Teleoperation and Data Collection

Overview

Data is the fuel of robot learning. However, unlike natural language processing (trillions of tokens) and computer vision (billions of images), robot manipulation data is extremely scarce. Acquiring high-quality robot interaction data requires physical hardware and human operators, with costs far exceeding those of web-crawled data.

This article systematically introduces the core method for robot data collection — teleoperation — and frontier strategies for data scaling.

The Data Bottleneck: Scale Comparison

Domain	Dataset	Scale	Acquisition Method
NLP	Common Crawl	~15T tokens	Web crawling
CV	LAION-5B	5.85B image-text pairs	Web crawling
Autonomous Driving	nuScenes	1000 scenes	Vehicle-mounted sensors
Robotics	Open X-Embodiment	~1M trajectories	22 robot platforms
Robotics	DROID	76K trajectories	Teleoperation collection
Typical Lab	—	50–500 trajectories	Manual teleoperation

Key Insight: Robot data is 7 orders of magnitude less than NLP data.

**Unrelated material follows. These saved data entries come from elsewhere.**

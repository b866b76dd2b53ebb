//! Runtime configuration
//!
//! Every field has a default, so an empty TOML document is a valid
//! configuration. Durations are written in humantime form (`"30s"`, `"1m"`).

use std::path::Path;
use std::time::Duration;

use serde::{Deserialize, Serialize};

use crate::error::{ParleyError, Result};
use crate::mailbox::BackpressurePolicy;
use crate::message::AgentId;
use crate::recovery::RecoveryPolicy;

/// Top-level configuration
#[derive(Debug, Clone, Default, PartialEq, Serialize, Deserialize)]
#[serde(default, deny_unknown_fields)]
pub struct ParleyConfig {
    pub bus: BusConfig,
    pub storage: StorageConfig,
    pub orchestrator: OrchestratorConfig,
    pub progress: ProgressConfig,
}

/// Message bus settings
#[derive(Debug, Clone, PartialEq, Eq, Serialize, Deserialize)]
#[serde(default, deny_unknown_fields)]
pub struct BusConfig {
    /// Bounded capacity of each subscriber queue
    pub queue_capacity: usize,
    pub backpressure: BackpressurePolicy,
    /// Buffer of the observability event channel
    pub event_capacity: usize,
}

impl Default for BusConfig {
    fn default() -> Self {
        Self {
            queue_capacity: 1024,
            backpressure: BackpressurePolicy::Block,
            event_capacity: 256,
        }
    }
}

/// Conversation persistence settings
#[derive(Debug, Clone, PartialEq, Eq, Serialize, Deserialize)]
#[serde(default, deny_unknown_fields)]
pub struct StorageConfig {
    /// Records larger than this are gzip-compressed
    pub compression_threshold_bytes: usize,
    /// Backups kept per conversation
    pub backup_retention: usize,
}

impl Default for StorageConfig {
    fn default() -> Self {
        Self {
            compression_threshold_bytes: 64 * 1024,
            backup_retention: 5,
        }
    }
}

/// Workflow engine settings
#[derive(Debug, Clone, PartialEq, Serialize, Deserialize)]
#[serde(default, deny_unknown_fields)]
pub struct OrchestratorConfig {
    /// Identity the orchestrator publishes and subscribes under
    pub agent_id: AgentId,
    #[serde(with = "humantime_serde")]
    pub task_timeout: Duration,
    /// Slack added to every deadline before a task counts as timed out
    #[serde(with = "humantime_serde")]
    pub grace_period: Duration,
    #[serde(with = "humantime_serde")]
    pub scan_interval: Duration,
    pub recovery: RecoveryPolicy,
    /// Finished workflows kept for result queries before eviction
    pub archive_limit: usize,
}

impl Default for OrchestratorConfig {
    fn default() -> Self {
        Self {
            agent_id: AgentId::from("orchestrator"),
            task_timeout: Duration::from_secs(300),
            grace_period: Duration::from_secs(5),
            scan_interval: Duration::from_secs(1),
            recovery: RecoveryPolicy::default(),
            archive_limit: 256,
        }
    }
}

/// Progress tracking settings
#[derive(Debug, Clone, PartialEq, Eq, Serialize, Deserialize)]
#[serde(default, deny_unknown_fields)]
pub struct ProgressConfig {
    /// Percent thresholds that emit a milestone event, ascending
    pub milestones: Vec<u8>,
    /// Silence after which an operation is flagged as stalled
    #[serde(with = "humantime_serde")]
    pub stall_after: Duration,
    #[serde(with = "humantime_serde")]
    pub heartbeat_interval: Duration,
}

impl Default for ProgressConfig {
    fn default() -> Self {
        Self {
            milestones: vec![25, 50, 75, 100],
            stall_after: Duration::from_secs(60),
            heartbeat_interval: Duration::from_secs(10),
        }
    }
}

impl ParleyConfig {
    /// Parse and validate a TOML document
    pub fn from_toml_str(source: &str) -> Result<Self> {
        let config: ParleyConfig =
            toml::from_str(source).map_err(|e| ParleyError::Config(e.to_string()))?;
        config.validate()?;
        Ok(config)
    }

    /// Read, parse and validate a TOML file
    pub fn load(path: impl AsRef<Path>) -> Result<Self> {
        let path = path.as_ref();
        let contents = std::fs::read_to_string(path)
            .map_err(|e| ParleyError::Config(format!("{}: {e}", path.display())))?;
        Self::from_toml_str(&contents)
    }

    pub fn validate(&self) -> Result<()> {
        fn positive(field: &str, value: u128) -> Result<()> {
            if value == 0 {
                return Err(ParleyError::Config(format!("{field} must be > 0")));
            }
            Ok(())
        }

        positive("bus.queue_capacity", self.bus.queue_capacity as u128)?;
        positive("bus.event_capacity", self.bus.event_capacity as u128)?;
        positive(
            "orchestrator.task_timeout",
            self.orchestrator.task_timeout.as_millis(),
        )?;
        positive(
            "orchestrator.scan_interval",
            self.orchestrator.scan_interval.as_millis(),
        )?;
        positive(
            "orchestrator.archive_limit",
            self.orchestrator.archive_limit as u128,
        )?;
        positive(
            "progress.heartbeat_interval",
            self.progress.heartbeat_interval.as_millis(),
        )?;
        positive("progress.stall_after", self.progress.stall_after.as_millis())?;

        if self.orchestrator.agent_id.is_empty() {
            return Err(ParleyError::Config(
                "orchestrator.agent_id must not be empty".to_string(),
            ));
        }

        let milestones = &self.progress.milestones;
        if let Some(bad) = milestones.iter().find(|m| **m == 0 || **m > 100) {
            return Err(ParleyError::Config(format!(
                "progress.milestones: {bad} is outside 1..=100"
            )));
        }
        if milestones.windows(2).any(|w| w[0] >= w[1]) {
            return Err(ParleyError::Config(
                "progress.milestones must be strictly ascending".to_string(),
            ));
        }

        self.orchestrator.recovery.validate()
    }
}
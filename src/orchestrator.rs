//! Main orchestrator - drives workflows over the message bus
//!
//! Each step of a workflow is dispatched as a `task-request` addressed to
//! its agent. Replies threaded under the dispatch (`task-result`, `error`,
//! `status`) advance the task state machine. A periodic scan times out tasks
//! whose agents went quiet and hands them to the recovery policy.
//!
//! All workflow state sits behind one mutex that is never held across an
//! await. State changes produce a list of outgoing messages which are handed
//! to a publisher task once the lock is released, so neither the delivery
//! worker nor the timeout scan ever waits on a full subscriber queue.

use std::collections::{HashMap, VecDeque};
use std::sync::{Arc, Weak};

use async_trait::async_trait;
use parking_lot::Mutex;
use serde_json::{json, Value};
use tokio::sync::{mpsc, watch};
use tokio::time::Instant;
use tracing::{debug, info, instrument, warn};

use crate::bus::MessageBus;
use crate::config::OrchestratorConfig;
use crate::error::{ParleyError, Result};
use crate::message::{AgentId, ConversationId, Message, MessageId, MessageType, Priority};
use crate::progress::ProgressTracker;
use crate::recovery::RecoveryAction;
use crate::registry::MessageHandler;
use crate::ticker::{spawn_periodic, Periodic, PeriodicHandle};
use crate::workflow::{
    DispatchPayload, Task, TaskRequest, TaskState, Workflow, WorkflowId, WorkflowResult,
    WorkflowStatus,
};

/// Message types the orchestrator listens for once attached
pub const ORCHESTRATOR_TYPES: [MessageType; 4] = [
    MessageType::TaskRequest,
    MessageType::TaskResult,
    MessageType::Error,
    MessageType::Status,
];
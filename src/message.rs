//! Message envelope exchanged between agents

use std::collections::BTreeMap;
use std::fmt;
use std::str::FromStr;

use serde::{Deserialize, Deserializer, Serialize};
use serde_json::Value;
use uuid::Uuid;

use crate::error::ParleyError;

macro_rules! string_id {
    ($(#[$doc:meta])* $name:ident) => {
        $(#[$doc])*
        #[derive(Debug, Clone, PartialEq, Eq, Hash, PartialOrd, Ord, Serialize, Deserialize)]
        #[serde(transparent)]
        pub struct $name(String);

        impl $name {
            pub fn as_str(&self) -> &str {
                &self.0
            }

            pub fn is_empty(&self) -> bool {
                self.0.trim().is_empty()
            }
        }

        impl fmt::Display for $name {
            fn fmt(&self, f: &mut fmt::Formatter<'_>) -> fmt::Result {
                f.write_str(&self.0)
            }
        }

        impl From<&str> for $name {
            fn from(value: &str) -> Self {
                Self(value.to_string())
            }
        }

        impl From<String> for $name {
            fn from(value: String) -> Self {
                Self(value)
            }
        }

        impl AsRef<str> for $name {
            fn as_ref(&self) -> &str {
                &self.0
            }
        }
    };
}

string_id!(
    /// Identity of an agent (or of the orchestrator itself)
    AgentId
);
string_id!(
    /// Thread identifier shared by every message of a conversation
    ConversationId
);
string_id!(
    /// Globally unique message identifier
    MessageId
);

impl MessageId {
    /// Generate a fresh random id
    pub fn generate() -> Self {
        Self(Uuid::new_v4().to_string())
    }
}

impl ConversationId {
    /// Generate a fresh random conversation id
    pub fn generate() -> Self {
        Self(format!("conv-{}", Uuid::new_v4()))
    }
}

/// Closed set of message kinds
#[derive(Debug, Clone, Copy, PartialEq, Eq, Hash, PartialOrd, Ord, Serialize, Deserialize)]
#[serde(rename_all = "kebab-case")]
pub enum MessageType {
    TaskRequest,
    TaskResult,
    Query,
    QueryResponse,
    Error,
    Status,
    Log,
}

impl MessageType {
    pub const ALL: [MessageType; 7] = [
        MessageType::TaskRequest,
        MessageType::TaskResult,
        MessageType::Query,
        MessageType::QueryResponse,
        MessageType::Error,
        MessageType::Status,
        MessageType::Log,
    ];

    pub fn as_str(&self) -> &'static str {
        match self {
            Self::TaskRequest => "task-request",
            Self::TaskResult => "task-result",
            Self::Query => "query",
            Self::QueryResponse => "query-response",
            Self::Error => "error",
            Self::Status => "status",
            Self::Log => "log",
        }
    }

    /// Whether this type closes out a task request
    pub fn is_terminal_reply(&self) -> bool {
        matches!(self, Self::TaskResult | Self::Error)
    }
}

impl fmt::Display for MessageType {
    fn fmt(&self, f: &mut fmt::Formatter<'_>) -> fmt::Result {
        f.write_str(self.as_str())
    }
}

impl FromStr for MessageType {
    type Err = ParleyError;

    fn from_str(s: &str) -> Result<Self, Self::Err> {
        Self::ALL
            .iter()
            .copied()
            .find(|t| t.as_str() == s)
            .ok_or_else(|| ParleyError::invalid("message_type", format!("unknown type `{s}`")))
    }
}

/// Delivery priority; larger values are served first
#[derive(Debug, Clone, Copy, PartialEq, Eq, Hash, PartialOrd, Ord, Serialize)]
#[serde(transparent)]
pub struct Priority(u8);

impl Priority {
    pub const BACKGROUND: Priority = Priority(0);
    pub const LOW: Priority = Priority(25);
    pub const NORMAL: Priority = Priority(50);
    pub const HIGH: Priority = Priority(75);
    pub const CRITICAL: Priority = Priority(100);

    pub const fn new(level: u8) -> Self {
        Self(level)
    }

    pub fn value(&self) -> u8 {
        self.0
    }

    /// Resolve a named level (`low`, `high`, ...)
    pub fn from_name(name: &str) -> Option<Self> {
        match name.to_ascii_lowercase().as_str() {
            "background" => Some(Self::BACKGROUND),
            "low" => Some(Self::LOW),
            "normal" => Some(Self::NORMAL),
            "high" => Some(Self::HIGH),
            "critical" => Some(Self::CRITICAL),
            _ => None,
        }
    }
}

impl Default for Priority {
    fn default() -> Self {
        Self::NORMAL
    }
}

impl fmt::Display for Priority {
    fn fmt(&self, f: &mut fmt::Formatter<'_>) -> fmt::Result {
        write!(f, "{}", self.0)
    }
}

impl<'de> Deserialize<'de> for Priority {
    fn deserialize<D: Deserializer<'de>>(deserializer: D) -> Result<Self, D::Error> {
        #[derive(Deserialize)]
        #[serde(untagged)]
        enum Repr {
            Level(u8),
            Name(String),
        }

        match Repr::deserialize(deserializer)? {
            Repr::Level(level) => Ok(Priority(level)),
            Repr::Name(name) => Priority::from_name(&name)
                .ok_or_else(|| serde::de::Error::custom(format!("unknown priority `{name}`"))),
        }
    }
}

/// Envelope schema versions this build understands
#[derive(Debug, Clone, Copy, PartialEq, Eq, Hash, Serialize, Deserialize)]
pub enum SchemaVersion {
    #[serde(rename = "1.0")]
    V1_0,
    #[serde(rename = "1.1")]
    V1_1,
}

impl SchemaVersion {
    pub const CURRENT: SchemaVersion = SchemaVersion::V1_1;
    pub const SUPPORTED: [SchemaVersion; 2] = [SchemaVersion::V1_0, SchemaVersion::V1_1];

    pub fn as_str(&self) -> &'static str {
        match self {
            Self::V1_0 => "1.0",
            Self::V1_1 => "1.1",
        }
    }
}

impl Default for SchemaVersion {
    fn default() -> Self {
        Self::CURRENT
    }
}

impl FromStr for SchemaVersion {
    type Err = ParleyError;

    fn from_str(s: &str) -> Result<Self, Self::Err> {
        Self::SUPPORTED
            .iter()
            .copied()
            .find(|v| v.as_str() == s)
            .ok_or_else(|| {
                ParleyError::invalid("schema_version", format!("unsupported version `{s}`"))
            })
    }
}

/// Immutable envelope exchanged between agents
#[derive(Debug, Clone, PartialEq, Serialize, Deserialize)]
pub struct Message {
    pub message_id: MessageId,
    /// Creation time in epoch milliseconds
    pub timestamp: i64,
    pub sender: AgentId,
    /// `None` means broadcast
    #[serde(default, skip_serializing_if = "Option::is_none")]
    pub receiver: Option<AgentId>,
    pub message_type: MessageType,
    pub conversation_id: ConversationId,
    #[serde(default, skip_serializing_if = "Option::is_none")]
    pub parent_id: Option<MessageId>,
    #[serde(default)]
    pub priority: Priority,
    pub content: Value,
    #[serde(default, skip_serializing_if = "Option::is_none")]
    pub confidence: Option<f64>,
    #[serde(default, skip_serializing_if = "BTreeMap::is_empty")]
    pub metadata: BTreeMap<String, String>,
    pub schema_version: SchemaVersion,
}

impl Message {
    /// Start building a message
    pub fn builder(
        sender: impl Into<AgentId>,
        message_type: MessageType,
        conversation_id: impl Into<ConversationId>,
    ) -> MessageBuilder {
        MessageBuilder::new(sender.into(), message_type, conversation_id.into())
    }

    /// Start a reply threaded under this message and addressed to its sender
    pub fn reply(&self, sender: impl Into<AgentId>, message_type: MessageType) -> MessageBuilder {
        MessageBuilder::new(sender.into(), message_type, self.conversation_id.clone())
            .parent(self.message_id.clone())
            .to(self.sender.clone())
    }

    pub fn is_broadcast(&self) -> bool {
        self.receiver.is_none()
    }

    pub fn is_root(&self) -> bool {
        self.parent_id.is_none()
    }

    /// Read a string field from an object payload
    pub fn content_str(&self, key: &str) -> Option<&str> {
        self.content.get(key).and_then(Value::as_str)
    }
}

/// Builder for [`Message`]; validation happens at publish time
#[derive(Debug, Clone)]
pub struct MessageBuilder {
    message: Message,
}

impl MessageBuilder {
    fn new(sender: AgentId, message_type: MessageType, conversation_id: ConversationId) -> Self {
        Self {
            message: Message {
                message_id: MessageId::generate(),
                timestamp: chrono::Utc::now().timestamp_millis(),
                sender,
                receiver: None,
                message_type,
                conversation_id,
                parent_id: None,
                priority: Priority::default(),
                content: Value::Object(Default::default()),
                confidence: None,
                metadata: BTreeMap::new(),
                schema_version: SchemaVersion::CURRENT,
            },
        }
    }

    pub fn id(mut self, id: impl Into<MessageId>) -> Self {
        self.message.message_id = id.into();
        self
    }

    pub fn to(mut self, receiver: impl Into<AgentId>) -> Self {
        self.message.receiver = Some(receiver.into());
        self
    }

    pub fn broadcast(mut self) -> Self {
        self.message.receiver = None;
        self
    }

    pub fn parent(mut self, parent: impl Into<MessageId>) -> Self {
        self.message.parent_id = Some(parent.into());
        self
    }

    pub fn priority(mut self, priority: Priority) -> Self {
        self.message.priority = priority;
        self
    }

    pub fn content(mut self, content: Value) -> Self {
        self.message.content = content;
        self
    }

    pub fn confidence(mut self, confidence: f64) -> Self {
        self.message.confidence = Some(confidence);
        self
    }

    pub fn meta(mut self, key: impl Into<String>, value: impl Into<String>) -> Self {
        self.message.metadata.insert(key.into(), value.into());
        self
    }

    pub fn timestamp(mut self, millis: i64) -> Self {
        self.message.timestamp = millis;
        self
    }

    pub fn schema_version(mut self, version: SchemaVersion) -> Self {
        self.message.schema_version = version;
        self
    }

    pub fn build(self) -> Message {
        self.message
    }
}

#[cfg(test)]
mod tests {
    use super::*;
    use serde_json::json;

    #[test]
    fn test_message_type_names() {
        for ty in MessageType::ALL {
            assert_eq!(ty.as_str().parse::<MessageType>().unwrap(), ty);
            let encoded = serde_json::to_value(ty).unwrap();
            assert_eq!(encoded, json!(ty.as_str()));
        }
        assert!("shout".parse::<MessageType>().is_err());
    }

    #[test]
    fn test_priority_ordering() {
        assert!(Priority::CRITICAL > Priority::HIGH);
        assert!(Priority::new(5) > Priority::new(1));
        assert_eq!(Priority::default(), Priority::NORMAL);
    }

    #[test]
    fn test_priority_accepts_names_and_levels() {
        let named: Priority = serde_json::from_value(json!("high")).unwrap();
        let level: Priority = serde_json::from_value(json!(7)).unwrap();
        assert_eq!(named, Priority::HIGH);
        assert_eq!(level, Priority::new(7));
        assert!(serde_json::from_value::<Priority>(json!("urgent")).is_err());
    }

    #[test]
    fn test_builder_defaults() {
        let msg = Message::builder("planner", MessageType::Query, "c1").build();

        assert!(msg.is_broadcast());
        assert!(msg.is_root());
        assert_eq!(msg.priority, Priority::NORMAL);
        assert_eq!(msg.schema_version, SchemaVersion::CURRENT);
        assert!(msg.content.is_object());
    }

    #[test]
    fn test_reply_threads_under_original() {
        let request = Message::builder("orchestrator", MessageType::TaskRequest, "c1")
            .to("scanner")
            .build();
        let reply = request.reply("scanner", MessageType::TaskResult).build();

        assert_eq!(reply.parent_id.as_ref(), Some(&request.message_id));
        assert_eq!(reply.receiver.as_ref(), Some(&request.sender));
        assert_eq!(reply.conversation_id, request.conversation_id);
    }

    #[test]
    fn test_envelope_field_names() {
        let msg = Message::builder("a", MessageType::Log, "c1")
            .meta("source", "unit")
            .build();
        let doc = serde_json::to_value(&msg).unwrap();

        assert_eq!(doc["message_type"], json!("log"));
        assert_eq!(doc["schema_version"], json!("1.1"));
        assert_eq!(doc["metadata"]["source"], json!("unit"));
        assert!(doc.get("receiver").is_none());
    }
}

This is not an engineering problem but a fundamental bottleneck — every robot trajectory requires physical time and human effort.

Data Collection Efficiency Estimate

Assuming a lab with 1 robot and 1 operator:

Single trajectory duration: ~30 seconds (operation) + ~15 seconds (reset) = 45 seconds
Trajectories per hour: ~80
Per day (8 hours): ~640
Per month (22 days): ~14,000

Collecting 1 million trajectories would take ~72 months (6 years), assuming everything goes smoothly.

Classification of Teleoperation Methods

Method Overview

graph TD
    A[Teleoperation Methods] --> B[Handheld Controllers]
    A --> C[Leader-Follower Arms]
    A --> D[Exoskeletons/Gloves]
    A --> E[Low-cost Solutions]

    B --> B1[VR Controllers<br/>Meta Quest / HTC Vive]
    B --> B2[Space Mouse<br/>6-DOF Input]
    B --> B3[Game Controllers<br/>Low precision but cheap]

    C --> C1[ALOHA<br/>Low-cost Bimanual]
    C --> C2[Industrial Leader-Follower<br/>Sigma.7 / Omega]
    C --> C3[Da Vinci Surgical Robot<br/>High precision]

    D --> D1[Data Gloves<br/>Cyberglove / MANUS]
    D --> D2[Arm Exoskeletons<br/>Motion Capture]
    D --> D3[Full-body MoCap<br/>OptiTrack / Xsens]

    E --> E1[UMI<br/>Handheld Gripper + iPhone]
    E --> E2[GELLO<br/>Joint-space Teleoperation]
    E --> E3[Phone App<br/>Simple Control]

    style A fill:#e1f5fe
    style B fill:#fff3e0
    style C fill:#e8f5e9
    style D fill:#f3e5f5
    style E fill:#fce4ec

Key Design Dimensions

Dimension	Options	Trade-offs
Control Space	Task space $(x, y, z, R)$ vs. Joint space $q$	Task space is intuitive but has singularities
Force Feedback	Bilateral vs. Unilateral	Force feedback improves precision but increases cost
Operation Latency	<10ms (local) vs. 50–200ms (remote)	Latency causes operational instability
Control Mode	Position control vs. Impedance control	Impedance control is safer

ALOHA System

System Architecture

ALOHA (A Low-cost Open-source Hardware System for Bimanual Teleoperation, Zhao et al., 2023) is currently the most influential low-cost bimanual teleoperation platform.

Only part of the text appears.